There’s a second-order benefit, too. A no-toggle test documents the deferral better than any ADR can, because it lives next to the code and runs constantly. A new contributor doesn’t have to find the readiness ADR to learn that multi-tenancy is intentionally absent—the failing assertion tells them the moment they reach for it. The test is both the guard and the explanation, and unlike a doc, it can’t silently fall out of sync with the implementation.
Pair it with the round-trip migration test (#105) and the readiness ADR (#106, multi-tenant readiness ARCH + single-tenant gate ADR) and you get a complete, honest picture: the schema is ready for multi-tenancy, the migration is proven non-breaking, the design is written down—and a test stands guard asserting none of it is live yet. Ready, documented, and provably not-yet-enabled, all at once.
The Other Durable Idea: Model-Only Egress
The same day’s ADR work produced a second concept worth keeping. PR #109, docs(adr): Topology C model-only egress-allowlist design, sketches a topology where the only permitted egress is to the model endpoint. Not “egress is restricted.” Not “we allowlist a set of domains.” The allowlist has exactly one entry: the model the agent is allowed to call. Everything else is denied by default.
It’s the same shape of thinking as the no-toggle test—define the boundary as a single explicit permission and let everything outside it be a hard denial, rather than enumerating things to block and hoping the list stays complete. A blocklist rots the same way a comment does; the model-only allowlist makes “data can leave here and nowhere else” an enforced invariant instead of a policy nobody re-checks. (It’s the egress-side cousin of rejecting PII at the source and of treating the API as the real boundary.)
The Rest of the Paperwork
The day closed with a council ruling—PR #110, docs(decr): ISEDC council ruling on ACS conformance + the Q5 revisit—recording a conformance decision and flagging a question to revisit.
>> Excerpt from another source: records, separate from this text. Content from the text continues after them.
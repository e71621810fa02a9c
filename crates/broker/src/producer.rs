//! Producer contract
//!
//! The producer is shared across stores for changelog emission and by the
//! executor for output records, so implementations must be safe for
//! concurrent enqueue from multiple threads.

use crate::ack::{DeliveryFuture, ProduceError};
use rivulet_core::Headers;
use std::time::Duration;

/// Concurrent-safe record producer
pub trait Producer: Send + Sync {
    /// Enqueue a record for delivery
    ///
    /// `partition: None` routes by key hash (round-robin without a key).
    /// The returned future resolves when the broker acknowledges the
    /// record with its assigned offset.
    #[allow(clippy::too_many_arguments)]
    fn produce(
        &self,
        topic: &str,
        partition: Option<i32>,
        key: Option<&[u8]>,
        value: Option<&[u8]>,
        headers: &Headers,
        timestamp_ms: i64,
    ) -> Result<DeliveryFuture, ProduceError>;

    /// Wait up to `timeout` for in-flight deliveries to settle
    ///
    /// Returns the number of records still unacknowledged afterwards.
    fn flush(&self, timeout: Duration) -> usize;
}
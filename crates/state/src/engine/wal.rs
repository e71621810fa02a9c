//! Write-ahead log file format.
//!
//! A single append-only file per store partition. The file starts with an
//! 8-byte header, followed by self-delimiting records:
//!
//! ```text
//! ┌──────────────────────────────┐
//! │ Magic "RVWL" (4) │ Version(4)│
//! ├──────────────────────────────┤
//! │ Record 1                     │
//! ├──────────────────────────────┤
//! │ ...                          │
//! └──────────────────────────────┘
//!
//! Record:
//! ┌──────────────┬─────────────────┬────────────────────┬───────────┐
//! │ Length (4)   │ Format Ver (1)  │ Payload (variable) │ CRC32 (4) │
//! └──────────────┴─────────────────┴────────────────────┴───────────┘
//! ```
//!
//! The length field covers format version + payload + CRC. The checksum is
//! computed over format version + payload. The payload is a bincode-encoded
//! batch of mutations, one record per committed batch.
//!
//! A torn record at the tail (crash mid-append) is truncated away on open.
//! A checksum mismatch anywhere before the tail is corruption and fails the
//! open.

use crate::engine::WalOp;
use rivulet_core::{Result, StateError};
use std::fs::{File, OpenOptions};
use std::io::{Read, Seek, SeekFrom, Write};
use std::path::{Path, PathBuf};

/// Magic bytes identifying a Rivulet WAL file
pub const WAL_MAGIC: [u8; 4] = *b"RVWL";

/// Current WAL file format version
pub const WAL_FORMAT_VERSION: u32 = 1;

/// Current record format version
pub const WAL_RECORD_FORMAT_VERSION: u8 = 1;

/// Size of the file header in bytes
pub const WAL_HEADER_SIZE: usize = 8;

fn encode_record(batch: &[WalOp]) -> Result<Vec<u8>> {
    let payload = bincode::serialize(batch)?;
    let mut body = Vec::with_capacity(1 + payload.len());
    body.push(WAL_RECORD_FORMAT_VERSION);
    body.extend_from_slice(&payload);
    let crc = crc32fast::hash(&body);

    let length = (body.len() + 4) as u32;
    let mut record = Vec::with_capacity(4 + body.len() + 4);
    record.extend_from_slice(&length.to_le_bytes());
    record.extend_from_slice(&body);
    record.extend_from_slice(&crc.to_le_bytes());
    Ok(record)
}

/// Append-only WAL writer.
///
/// `open` replays nothing by itself; use [`read_wal`] first to load state,
/// then open the writer, which truncates any torn tail so appends land on
/// a record boundary.
pub struct WalWriter {
    file: File,
    path: PathBuf,
}

impl WalWriter {
    /// Open (or create) the WAL at `path`, truncating a torn tail.
    pub fn open(path: &Path) -> Result<Self> {
        if let Some(parent) = path.parent() {
            std::fs::create_dir_all(parent)?;
        }
        let exists = path.exists();
        let mut file = OpenOptions::new()
            .read(true)
            .write(true)
            .create(true)
            .open(path)?;

        if exists && file.metadata()?.len() as usize >= WAL_HEADER_SIZE {
            let valid_len = scan_valid_length(&mut file)?;
            file.set_len(valid_len)?;
            file.seek(SeekFrom::End(0))?;
        } else {
            let mut header = [0u8; WAL_HEADER_SIZE];
            header[0..4].copy_from_slice(&WAL_MAGIC);
            header[4..8].copy_from_slice(&WAL_FORMAT_VERSION.to_le_bytes());
            file.set_len(0)?;
            file.write_all(&header)?;
            file.sync_all()?;
        }

        Ok(WalWriter {
            file,
            path: path.to_path_buf(),
        })
    }

    /// Append a batch and fsync before returning.
    ///
    /// A batch that returns `Ok` survives process crash.
    pub fn append(&mut self, batch: &[WalOp]) -> Result<()> {
        let record = encode_record(batch)?;
        self.file.write_all(&record)?;
        self.file.sync_data()?;
        Ok(())
    }

    /// Path of the underlying file.
    pub fn path(&self) -> &Path {
        &self.path
    }
}

/// Read every intact batch from the WAL at `path`.
///
/// Returns an empty list when the file does not exist. A torn tail is
/// ignored (the writer truncates it on open); a checksum mismatch before
/// the tail is `Corruption`.
pub fn read_wal(path: &Path) -> Result<Vec<Vec<WalOp>>> {
    if !path.exists() {
        return Ok(Vec::new());
    }
    let mut file = File::open(path)?;
    let mut bytes = Vec::new();
    file.read_to_end(&mut bytes)?;

    if bytes.len() < WAL_HEADER_SIZE {
        return Ok(Vec::new());
    }
    if bytes[0..4] != WAL_MAGIC {
        return Err(StateError::corruption(format!(
            "bad WAL magic in {}",
            path.display()
        )));
    }
    let version = u32::from_le_bytes(bytes[4..8].try_into().expect("4 bytes"));
    if version != WAL_FORMAT_VERSION {
        return Err(StateError::corruption(format!(
            "unsupported WAL format version {}",
            version
        )));
    }

    let mut batches = Vec::new();
    let mut pos = WAL_HEADER_SIZE;
    while pos < bytes.len() {
        // Torn length prefix: tail, stop.
        if pos + 4 > bytes.len() {
            break;
        }
        let length = u32::from_le_bytes(bytes[pos..pos + 4].try_into().expect("4 bytes")) as usize;
        let record_end = pos + 4 + length;
        if length < 5 {
            return Err(StateError::corruption("WAL record shorter than framing"));
        }
        // Torn record body: tail, stop.
        if record_end > bytes.len() {
            break;
        }

        let body = &bytes[pos + 4..record_end - 4];
        let stored_crc =
            u32::from_le_bytes(bytes[record_end - 4..record_end].try_into().expect("4 bytes"));
        let computed_crc = crc32fast::hash(body);
        if stored_crc != computed_crc {
            // Only the final record may be torn; a bad checksum earlier is
            // real corruption.
            if record_end == bytes.len() {
                break;
            }
            return Err(StateError::corruption(format!(
                "WAL checksum mismatch at byte {}: stored {:#010x}, computed {:#010x}",
                pos, stored_crc, computed_crc
            )));
        }

        if body[0] != WAL_RECORD_FORMAT_VERSION {
            return Err(StateError::corruption(format!(
                "unsupported WAL record version {}",
                body[0]
            )));
        }
        let batch: Vec<WalOp> = bincode::deserialize(&body[1..])?;
        batches.push(batch);
        pos = record_end;
    }
    Ok(batches)
}

/// Byte length of the valid prefix (header + intact records).
fn scan_valid_length(file: &mut File) -> Result<u64> {
    let mut bytes = Vec::new();
    file.seek(SeekFrom::Start(0))?;
    file.read_to_end(&mut bytes)?;
    if bytes.len() < WAL_HEADER_SIZE || bytes[0..4] != WAL_MAGIC {
        return Err(StateError::corruption("bad WAL header"));
    }

    let mut pos = WAL_HEADER_SIZE;
    loop {
        if pos + 4 > bytes.len() {
            break;
        }
        let length = u32::from_le_bytes(bytes[pos..pos + 4].try_into().expect("4 bytes")) as usize;
        let record_end = pos + 4 + length;
        if length < 5 || record_end > bytes.len() {
            break;
        }
        let body = &bytes[pos + 4..record_end - 4];
        let stored_crc =
            u32::from_le_bytes(bytes[record_end - 4..record_end].try_into().expect("4 bytes"));
        if crc32fast::hash(body) != stored_crc {
            break;
        }
        pos = record_end;
    }
    Ok(pos as u64)
}
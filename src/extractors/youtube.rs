use async_trait::async_trait;
use serde_json::Value;
use std::io::Read;
use std::path::PathBuf;
use std::process::{Command, Stdio};
use std::thread::JoinHandle;
use std::time::{Duration, Instant};

use super::{run_yt_dlp, DownloadRequest, DownloadedMedia, ExtractedInfo, FormatInfo, MediaExtractor, MediaKind};
use crate::config::ExtractorConfig;
use crate::utils::last_error_line;
use crate::Result;

/// YouTube extractor backed by the yt-dlp binary
pub struct YtDlpExtractor {
    yt_dlp_path: String,
    lookup_timeout: Duration,
}

impl YtDlpExtractor {
    pub fn new() -> Self {
        Self::from_config(&ExtractorConfig::default())
    }

    pub fn from_config(config: &ExtractorConfig) -> Self {
        Self {
            yt_dlp_path: config.yt_dlp_path.clone(),
            lookup_timeout: config.lookup_timeout(),
        }
    }

    fn with_cookies(mut args: Vec<String>, cookies: Option<PathBuf>, target: &str) -> Vec<String> {
        if let Some(path) = cookies {
            args.push("--cookies".to_string());
            args.push(path.to_string_lossy().into_owned());
        }
        args.push(target.to_string());
        args
    }

    /// Arguments for a metadata-only lookup
    pub fn flat_lookup_args(target: &str, cookies: Option<PathBuf>) -> Vec<String> {
        let args = vec![
            "--flat-playlist".to_string(),
            "--dump-single-json".to_string(),
            "--skip-download".to_string(),
            "--no-warnings".to_string(),
        ];
        Self::with_cookies(args, cookies, target)
    }

    /// Arguments for a direct download with the predicted `<dir>/<id>.<ext>` layout
    pub fn download_args(request: &DownloadRequest) -> Vec<String> {
        let template = request.output_dir.join("%(id)s.%(ext)s");

        let mut args = vec![
            "--output".to_string(),
            template.to_string_lossy().into_owned(),
            "--geo-bypass".to_string(),
            "--no-check-certificates".to_string(),
            "--quiet".to_string(),
            "--no-warnings".to_string(),
            "--no-progress".to_string(),
            "--no-playlist".to_string(),
            "--no-simulate".to_string(),
            // Reports the id once post-processing has moved the file in place
            "--print".to_string(),
            "after_move:id".to_string(),
            "--extractor-args".to_string(),
            format!("youtube:player_client={}", request.player_client),
        ];

        match request.kind {
            MediaKind::Audio => args.extend(
                ["--format", "bestaudio/best", "--extract-audio", "--audio-format", "mp3"]
                    .map(String::from),
            ),
            MediaKind::Video => args.extend(
                [
                    "--format",
                    "bestvideo+bestaudio/best",
                    "--merge-output-format",
                    "mp4",
                    "--remux-video",
                    "mp4",
                ]
                .map(String::from),
            ),
        }

        Self::with_cookies(args, request.cookies.clone(), &request.target)
    }

    fn parse_formats(json: &Value) -> Vec<FormatInfo> {
        let empty = vec![];
        json["formats"]
            .as_array()
            .unwrap_or(&empty)
            .iter()
            .filter_map(|f| {
                let format = f["format"].as_str()?.to_string();
                if format.to_lowercase().contains("dash") {
                    return None;
                }
                Some(FormatInfo {
                    format,
                    format_id: f["format_id"].as_str()?.to_string(),
                    ext: f["ext"].as_str().unwrap_or("unknown").to_string(),
                    format_note: f["format_note"].as_str().map(str::to_string),
                    filesize: f["filesize"].as_u64(),
                })
            })
            .collect()
    }
}

#[async_trait]
impl MediaExtractor for YtDlpExtractor {
    async fn flat_lookup(&self, target: &str, cookies: Option<PathBuf>) -> Result<ExtractedInfo> {
        tracing::debug!("Flat lookup for: {}", target);

        let args = Self::flat_lookup_args(target, cookies);
        let stdout = run_yt_dlp(&self.yt_dlp_path, &args, self.lookup_timeout).await?;
        let info: Value = serde_json::from_slice(&stdout)?;

        ExtractedInfo::from_json(&info)
            .ok_or_else(|| anyhow::anyhow!("yt-dlp returned no entry for {}", target))
    }

    async fn list_formats(&self, target: &str, cookies: Option<PathBuf>) -> Result<Vec<FormatInfo>> {
        let args = Self::with_cookies(
            vec!["--dump-single-json".to_string(), "--no-warnings".to_string()],
            cookies,
            target,
        );
        let stdout = run_yt_dlp(&self.yt_dlp_path, &args, self.lookup_timeout).await?;
        let info: Value = serde_json::from_slice(&stdout)?;

        Ok(Self::parse_formats(&info))
    }

    async fn stream_url(&self, target: &str, cookies: Option<PathBuf>) -> Result<String> {
        let args = Self::with_cookies(
            vec![
                "--get-url".to_string(),
                "--format".to_string(),
                "best[height<=?720]".to_string(),
                "--no-warnings".to_string(),
            ],
            cookies,
            target,
        );
        let stdout = run_yt_dlp(&self.yt_dlp_path, &args, self.lookup_timeout).await?;

        String::from_utf8(stdout)?
            .lines()
            .map(str::trim)
            .find(|line| !line.is_empty())
            .map(str::to_string)
            .ok_or_else(|| anyhow::anyhow!("yt-dlp printed no stream URL for {}", target))
    }

    fn download(&self, request: &DownloadRequest) -> Result<DownloadedMedia> {
        tracing::debug!("Downloading {} as {}", request.target, request.kind);

        fs_err::create_dir_all(&request.output_dir)?;

        let child = Command::new(&self.yt_dlp_path)
            .args(Self::download_args(request))
            .stdout(Stdio::piped())
            .stderr(Stdio::piped())
            .spawn()?;

        let output = wait_with_output_timeout(child, request.timeout)?;

        if !output.status.success() {
            anyhow::bail!("yt-dlp download failed: {}", last_error_line(&output.stderr));
        }

        let id = String::from_utf8_lossy(&output.stdout)
            .lines()
            .map(str::trim)
            .rev()
            .find(|line| !line.is_empty())
            .map(str::to_string)
            .ok_or_else(|| anyhow::anyhow!("yt-dlp did not report a video id"))?;

        Ok(DownloadedMedia {
            path: request.predicted_path(&id),
            id,
        })
    }
}

impl Default for YtDlpExtractor {
    fn default() -> Self {
        Self::new()
    }
}

/// Wait for a child process with a timeout, killing it when the deadline passes.
///
/// Both pipes are drained on their own threads while waiting; a child blocked on a
/// full pipe would otherwise never exit.
fn wait_with_output_timeout(mut child: std::process::Child, timeout: Duration) -> Result<std::process::Output> {
    let deadline = Instant::now() + timeout;
    let stdout_reader = drain(child.stdout.take());
    let stderr_reader = drain(child.stderr.take());

    loop {
        match child.try_wait()? {
            Some(status) => {
                return Ok(std::process::Output {
                    status,
                    stdout: collect(stdout_reader)?,
                    stderr: collect(stderr_reader)?,
                });
            }
            None if Instant::now() >= deadline => {
                tracing::error!("yt-dlp download timed out after {}s, killing", timeout.as_secs());
                let _ = child.kill();
                let _ = child.wait();
                // Readers are left detached: post-processors may still hold the pipes open
                anyhow::bail!("yt-dlp download timed out after {}s", timeout.as_secs());
            }
            None => std::thread::sleep(Duration::from_millis(250)),
        }
    }
}

fn drain<R: Read + Send + 'static>(pipe: Option<R>) -> JoinHandle<std::io::Result<Vec<u8>>> {
    std::thread::spawn(move || {
        let mut buffer = Vec::new();
        if let Some(mut pipe) = pipe {
            pipe.read_to_end(&mut buffer)?;
        }
        Ok(buffer)
    })
}

fn collect(reader: JoinHandle<std::io::Result<Vec<u8>>>) -> Result<Vec<u8>> {
    let bytes = reader
        .join()
        .map_err(|_| anyhow::anyhow!("pipe reader thread panicked"))??;
    Ok(bytes)
}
That’s the unglamorous half of governance: writing down what was decided and what stays open, so the next session doesn’t relitigate it from memory. Releases v0.1.77 and v0.1.78 carried dogfood-budget scoping and a deferred HITL-convergence evaluation. None of it is dramatic. All of it is the cost of keeping a governance layer honest.
Elsewhere in the portfolio, the GCP exodus advanced quietly: the bigo-portfolio and cost-plus-db projects were deleted (recorded as Stage E in the VPS runbook), and CostPlusDB was reframed on the portfolio site as a retired demo rather than a live service. Same theme—make the real state of things explicit instead of letting a dead service look alive.
The Takeaway
Shipping the simple version first is good engineering. The mistake is recording the deferral as a hope—a comment, a TODO, a flag you trust people to leave alone. The no-toggle test is the cheap fix: assert the thing you haven’t built isn’t reachable, so the day someone builds it, they have to say so out loud by deleting your assertion. Make “not built yet” an invariant, not a wish. The model-only egress allowlist is the same move pointed at data flow. Both turn an intention into something that fails loudly when reality drifts—which is the only kind of intention a governance layer can actually keep.